_Data for analysis_:
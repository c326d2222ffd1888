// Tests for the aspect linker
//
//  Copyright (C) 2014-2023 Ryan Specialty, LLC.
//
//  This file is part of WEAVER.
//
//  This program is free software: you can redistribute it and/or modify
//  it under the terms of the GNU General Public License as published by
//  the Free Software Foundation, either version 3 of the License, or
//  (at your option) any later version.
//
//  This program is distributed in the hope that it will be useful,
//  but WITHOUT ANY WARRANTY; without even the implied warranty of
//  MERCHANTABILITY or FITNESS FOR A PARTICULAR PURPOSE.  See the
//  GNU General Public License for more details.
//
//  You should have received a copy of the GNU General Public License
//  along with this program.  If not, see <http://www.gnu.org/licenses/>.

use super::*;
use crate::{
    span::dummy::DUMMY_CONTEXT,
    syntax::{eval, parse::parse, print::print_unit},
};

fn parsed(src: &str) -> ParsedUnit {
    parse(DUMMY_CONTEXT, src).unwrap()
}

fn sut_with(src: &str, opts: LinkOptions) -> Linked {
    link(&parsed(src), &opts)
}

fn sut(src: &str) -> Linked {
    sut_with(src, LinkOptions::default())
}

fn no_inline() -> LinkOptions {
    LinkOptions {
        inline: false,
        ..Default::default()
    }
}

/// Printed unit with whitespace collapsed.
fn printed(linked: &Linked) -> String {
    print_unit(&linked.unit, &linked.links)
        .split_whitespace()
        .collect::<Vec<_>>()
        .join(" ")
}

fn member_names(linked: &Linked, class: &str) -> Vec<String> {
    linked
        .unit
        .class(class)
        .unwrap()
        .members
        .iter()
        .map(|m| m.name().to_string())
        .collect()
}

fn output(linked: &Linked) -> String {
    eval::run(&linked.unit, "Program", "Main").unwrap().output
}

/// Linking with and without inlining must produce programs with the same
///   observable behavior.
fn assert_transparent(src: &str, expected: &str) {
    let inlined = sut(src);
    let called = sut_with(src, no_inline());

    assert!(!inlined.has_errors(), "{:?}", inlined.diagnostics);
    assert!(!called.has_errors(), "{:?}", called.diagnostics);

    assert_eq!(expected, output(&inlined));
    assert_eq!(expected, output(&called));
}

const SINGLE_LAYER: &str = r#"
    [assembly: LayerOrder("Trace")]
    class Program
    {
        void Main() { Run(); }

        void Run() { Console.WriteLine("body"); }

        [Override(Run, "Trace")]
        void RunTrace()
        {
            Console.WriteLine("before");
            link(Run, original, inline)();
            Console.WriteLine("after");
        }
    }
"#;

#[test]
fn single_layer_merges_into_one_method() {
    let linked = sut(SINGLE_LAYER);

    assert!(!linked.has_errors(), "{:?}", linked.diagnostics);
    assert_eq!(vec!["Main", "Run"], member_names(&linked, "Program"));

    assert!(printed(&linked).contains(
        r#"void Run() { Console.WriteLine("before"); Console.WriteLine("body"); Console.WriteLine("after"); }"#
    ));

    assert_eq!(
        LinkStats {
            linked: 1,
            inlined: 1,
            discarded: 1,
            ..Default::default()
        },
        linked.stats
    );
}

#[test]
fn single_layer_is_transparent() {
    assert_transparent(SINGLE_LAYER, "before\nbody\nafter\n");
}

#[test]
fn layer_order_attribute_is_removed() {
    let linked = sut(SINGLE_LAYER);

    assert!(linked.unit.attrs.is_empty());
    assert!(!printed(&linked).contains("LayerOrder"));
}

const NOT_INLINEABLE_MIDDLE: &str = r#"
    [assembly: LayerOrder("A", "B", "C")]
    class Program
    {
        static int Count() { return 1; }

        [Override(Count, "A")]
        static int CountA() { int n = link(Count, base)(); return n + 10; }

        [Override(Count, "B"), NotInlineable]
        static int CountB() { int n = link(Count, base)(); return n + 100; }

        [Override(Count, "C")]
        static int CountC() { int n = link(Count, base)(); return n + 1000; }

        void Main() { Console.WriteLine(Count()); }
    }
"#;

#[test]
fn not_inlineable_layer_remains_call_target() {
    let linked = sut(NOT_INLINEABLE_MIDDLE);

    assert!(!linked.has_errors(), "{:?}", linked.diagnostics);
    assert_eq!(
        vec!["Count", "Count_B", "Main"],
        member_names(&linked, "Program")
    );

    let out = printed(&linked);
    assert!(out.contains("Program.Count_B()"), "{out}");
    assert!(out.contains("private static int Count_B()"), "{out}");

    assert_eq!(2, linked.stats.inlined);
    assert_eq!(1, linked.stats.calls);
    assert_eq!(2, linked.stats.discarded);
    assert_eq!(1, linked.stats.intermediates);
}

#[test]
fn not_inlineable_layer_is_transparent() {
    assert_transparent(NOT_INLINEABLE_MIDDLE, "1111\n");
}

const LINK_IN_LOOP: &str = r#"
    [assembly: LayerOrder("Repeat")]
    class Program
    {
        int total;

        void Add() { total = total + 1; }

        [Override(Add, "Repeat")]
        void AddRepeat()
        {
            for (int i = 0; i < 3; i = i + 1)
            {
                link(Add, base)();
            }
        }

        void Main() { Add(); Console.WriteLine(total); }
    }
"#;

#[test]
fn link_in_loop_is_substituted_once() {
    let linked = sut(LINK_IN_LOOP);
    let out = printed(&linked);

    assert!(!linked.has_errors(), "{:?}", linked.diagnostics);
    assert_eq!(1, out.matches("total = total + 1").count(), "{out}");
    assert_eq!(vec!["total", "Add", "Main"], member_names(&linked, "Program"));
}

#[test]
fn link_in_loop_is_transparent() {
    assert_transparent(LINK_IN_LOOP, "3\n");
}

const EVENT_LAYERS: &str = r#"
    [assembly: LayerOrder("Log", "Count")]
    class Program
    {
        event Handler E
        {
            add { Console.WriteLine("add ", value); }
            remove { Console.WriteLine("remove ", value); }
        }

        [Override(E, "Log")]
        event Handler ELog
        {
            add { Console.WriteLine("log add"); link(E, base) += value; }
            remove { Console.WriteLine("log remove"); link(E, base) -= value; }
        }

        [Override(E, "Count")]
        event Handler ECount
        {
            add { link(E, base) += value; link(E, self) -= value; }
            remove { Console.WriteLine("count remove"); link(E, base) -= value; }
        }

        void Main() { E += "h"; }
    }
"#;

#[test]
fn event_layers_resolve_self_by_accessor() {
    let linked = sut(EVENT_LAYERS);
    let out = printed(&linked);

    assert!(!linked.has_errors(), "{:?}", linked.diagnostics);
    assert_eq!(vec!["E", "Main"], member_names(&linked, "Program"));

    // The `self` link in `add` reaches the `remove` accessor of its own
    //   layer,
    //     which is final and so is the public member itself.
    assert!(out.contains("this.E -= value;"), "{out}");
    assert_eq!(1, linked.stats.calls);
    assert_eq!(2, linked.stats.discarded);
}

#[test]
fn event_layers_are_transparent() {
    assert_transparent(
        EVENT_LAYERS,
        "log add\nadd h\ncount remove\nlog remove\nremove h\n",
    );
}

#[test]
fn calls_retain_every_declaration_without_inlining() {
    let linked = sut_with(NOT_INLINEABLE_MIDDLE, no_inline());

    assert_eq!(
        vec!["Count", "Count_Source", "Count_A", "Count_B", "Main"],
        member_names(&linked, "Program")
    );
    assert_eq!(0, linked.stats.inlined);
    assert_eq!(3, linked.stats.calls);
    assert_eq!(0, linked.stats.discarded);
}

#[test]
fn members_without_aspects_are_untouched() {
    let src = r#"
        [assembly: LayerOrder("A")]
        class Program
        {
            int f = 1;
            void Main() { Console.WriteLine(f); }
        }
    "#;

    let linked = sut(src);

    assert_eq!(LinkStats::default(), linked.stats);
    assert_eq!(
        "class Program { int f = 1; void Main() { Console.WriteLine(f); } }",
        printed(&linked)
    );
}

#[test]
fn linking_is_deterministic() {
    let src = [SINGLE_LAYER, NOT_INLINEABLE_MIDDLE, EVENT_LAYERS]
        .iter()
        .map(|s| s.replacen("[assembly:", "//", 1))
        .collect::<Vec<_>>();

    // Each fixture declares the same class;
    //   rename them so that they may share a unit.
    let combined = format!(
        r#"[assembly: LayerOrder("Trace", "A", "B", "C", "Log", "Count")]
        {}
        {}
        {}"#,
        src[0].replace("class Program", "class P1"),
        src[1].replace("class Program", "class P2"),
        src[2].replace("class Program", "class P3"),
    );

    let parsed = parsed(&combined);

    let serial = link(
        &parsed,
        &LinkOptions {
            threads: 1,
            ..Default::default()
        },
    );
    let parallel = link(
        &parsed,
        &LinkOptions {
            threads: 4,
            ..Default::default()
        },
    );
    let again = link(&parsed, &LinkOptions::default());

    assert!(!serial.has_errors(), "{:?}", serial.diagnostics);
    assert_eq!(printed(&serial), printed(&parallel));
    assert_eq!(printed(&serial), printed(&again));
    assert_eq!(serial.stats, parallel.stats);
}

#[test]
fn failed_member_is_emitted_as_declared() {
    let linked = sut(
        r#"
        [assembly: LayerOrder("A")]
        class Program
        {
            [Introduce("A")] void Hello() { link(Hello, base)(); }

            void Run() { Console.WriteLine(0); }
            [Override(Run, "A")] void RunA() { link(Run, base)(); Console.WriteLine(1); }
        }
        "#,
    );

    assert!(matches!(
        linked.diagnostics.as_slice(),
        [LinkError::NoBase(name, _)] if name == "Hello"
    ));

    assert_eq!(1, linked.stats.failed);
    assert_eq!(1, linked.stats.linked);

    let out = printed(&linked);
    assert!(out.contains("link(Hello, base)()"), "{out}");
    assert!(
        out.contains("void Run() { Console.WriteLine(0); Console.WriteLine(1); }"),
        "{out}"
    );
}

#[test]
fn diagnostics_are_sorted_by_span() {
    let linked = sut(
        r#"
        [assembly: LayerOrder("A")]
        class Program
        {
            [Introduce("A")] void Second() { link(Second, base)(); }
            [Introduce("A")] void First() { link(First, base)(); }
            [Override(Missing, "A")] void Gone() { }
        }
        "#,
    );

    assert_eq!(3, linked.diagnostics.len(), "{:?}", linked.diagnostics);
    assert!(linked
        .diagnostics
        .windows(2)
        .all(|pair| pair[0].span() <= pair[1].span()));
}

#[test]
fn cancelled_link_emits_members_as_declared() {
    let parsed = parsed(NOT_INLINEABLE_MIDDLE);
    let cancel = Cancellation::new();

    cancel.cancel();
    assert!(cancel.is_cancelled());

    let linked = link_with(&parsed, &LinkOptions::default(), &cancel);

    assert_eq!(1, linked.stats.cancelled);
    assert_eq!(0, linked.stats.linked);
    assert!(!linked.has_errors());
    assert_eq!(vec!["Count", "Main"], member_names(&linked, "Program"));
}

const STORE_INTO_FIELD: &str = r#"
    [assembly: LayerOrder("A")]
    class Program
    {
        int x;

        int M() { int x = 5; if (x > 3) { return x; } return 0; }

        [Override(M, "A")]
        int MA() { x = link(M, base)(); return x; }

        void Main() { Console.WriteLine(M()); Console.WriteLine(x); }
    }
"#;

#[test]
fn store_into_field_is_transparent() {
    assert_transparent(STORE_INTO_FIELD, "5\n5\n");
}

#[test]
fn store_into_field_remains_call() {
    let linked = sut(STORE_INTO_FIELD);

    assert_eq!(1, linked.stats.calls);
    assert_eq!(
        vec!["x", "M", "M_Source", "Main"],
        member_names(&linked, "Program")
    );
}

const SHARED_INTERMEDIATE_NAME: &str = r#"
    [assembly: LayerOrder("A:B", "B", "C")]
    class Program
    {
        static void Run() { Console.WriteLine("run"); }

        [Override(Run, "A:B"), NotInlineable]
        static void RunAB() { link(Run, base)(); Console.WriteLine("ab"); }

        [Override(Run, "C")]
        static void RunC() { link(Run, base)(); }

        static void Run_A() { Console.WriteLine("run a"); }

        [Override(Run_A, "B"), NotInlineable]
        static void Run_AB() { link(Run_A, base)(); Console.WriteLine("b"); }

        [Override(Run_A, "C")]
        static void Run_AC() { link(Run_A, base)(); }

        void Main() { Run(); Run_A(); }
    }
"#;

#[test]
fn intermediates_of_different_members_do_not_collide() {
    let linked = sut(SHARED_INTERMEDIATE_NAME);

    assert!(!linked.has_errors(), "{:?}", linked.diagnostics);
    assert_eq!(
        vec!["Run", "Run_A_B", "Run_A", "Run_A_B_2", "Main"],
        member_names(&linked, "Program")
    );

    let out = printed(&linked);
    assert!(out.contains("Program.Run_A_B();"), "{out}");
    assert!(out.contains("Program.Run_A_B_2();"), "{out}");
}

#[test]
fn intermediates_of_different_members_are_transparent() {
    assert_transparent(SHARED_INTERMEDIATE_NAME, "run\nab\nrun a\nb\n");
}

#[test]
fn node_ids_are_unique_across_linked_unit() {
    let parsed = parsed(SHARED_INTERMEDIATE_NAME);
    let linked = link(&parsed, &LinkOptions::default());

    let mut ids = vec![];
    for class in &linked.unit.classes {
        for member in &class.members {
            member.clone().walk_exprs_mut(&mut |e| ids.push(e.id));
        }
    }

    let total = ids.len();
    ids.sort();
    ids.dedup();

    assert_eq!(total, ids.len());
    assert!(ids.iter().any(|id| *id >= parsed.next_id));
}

_Problem to work on_:
The lines to copy run from the start of the records above through the line holding "const SINGLE_LAYER: &str"; give them exactly, both ends included, and nothing else.

_Result of this exercise_:
repository c326d2222ffd1888
// Tests for the aspect linker
//
//  Copyright (C) 2014-2023 Ryan Specialty, LLC.
//
//  This file is part of WEAVER.
//
//  This program is free software: you can redistribute it and/or modify
//  it under the terms of the GNU General Public License as published by
//  the Free Software Foundation, either version 3 of the License, or
//  (at your option) any later version.
//
//  This program is distributed in the hope that it will be useful,
//  but WITHOUT ANY WARRANTY; without even the implied warranty of
//  MERCHANTABILITY or FITNESS FOR A PARTICULAR PURPOSE.  See the
//  GNU General Public License for more details.
//
//  You should have received a copy of the GNU General Public License
//  along with this program.  If not, see <http://www.gnu.org/licenses/>.

use super::*;
use crate::{
    span::dummy::DUMMY_CONTEXT,
    syntax::{eval, parse::parse, print::print_unit},
};

fn parsed(src: &str) -> ParsedUnit {
    parse(DUMMY_CONTEXT, src).unwrap()
}

fn sut_with(src: &str, opts: LinkOptions) -> Linked {
    link(&parsed(src), &opts)
}

fn sut(src: &str) -> Linked {
    sut_with(src, LinkOptions::default())
}

fn no_inline() -> LinkOptions {
    LinkOptions {
        inline: false,
        ..Default::default()
    }
}

/// Printed unit with whitespace collapsed.
fn printed(linked: &Linked) -> String {
    print_unit(&linked.unit, &linked.links)
        .split_whitespace()
        .collect::<Vec<_>>()
        .join(" ")
}

fn member_names(linked: &Linked, class: &str) -> Vec<String> {
    linked
        .unit
        .class(class)
        .unwrap()
        .members
        .iter()
        .map(|m| m.name().to_string())
        .collect()
}

fn output(linked: &Linked) -> String {
    eval::run(&linked.unit, "Program", "Main").unwrap().output
}

/// Linking with and without inlining must produce programs with the same
///   observable behavior.
fn assert_transparent(src: &str, expected: &str) {
    let inlined = sut(src);
    let called = sut_with(src, no_inline());

    assert!(!inlined.has_errors(), "{:?}", inlined.diagnostics);
    assert!(!called.has_errors(), "{:?}", called.diagnostics);

    assert_eq!(expected, output(&inlined));
    assert_eq!(expected, output(&called));
}

const SINGLE_LAYER: &str = r#"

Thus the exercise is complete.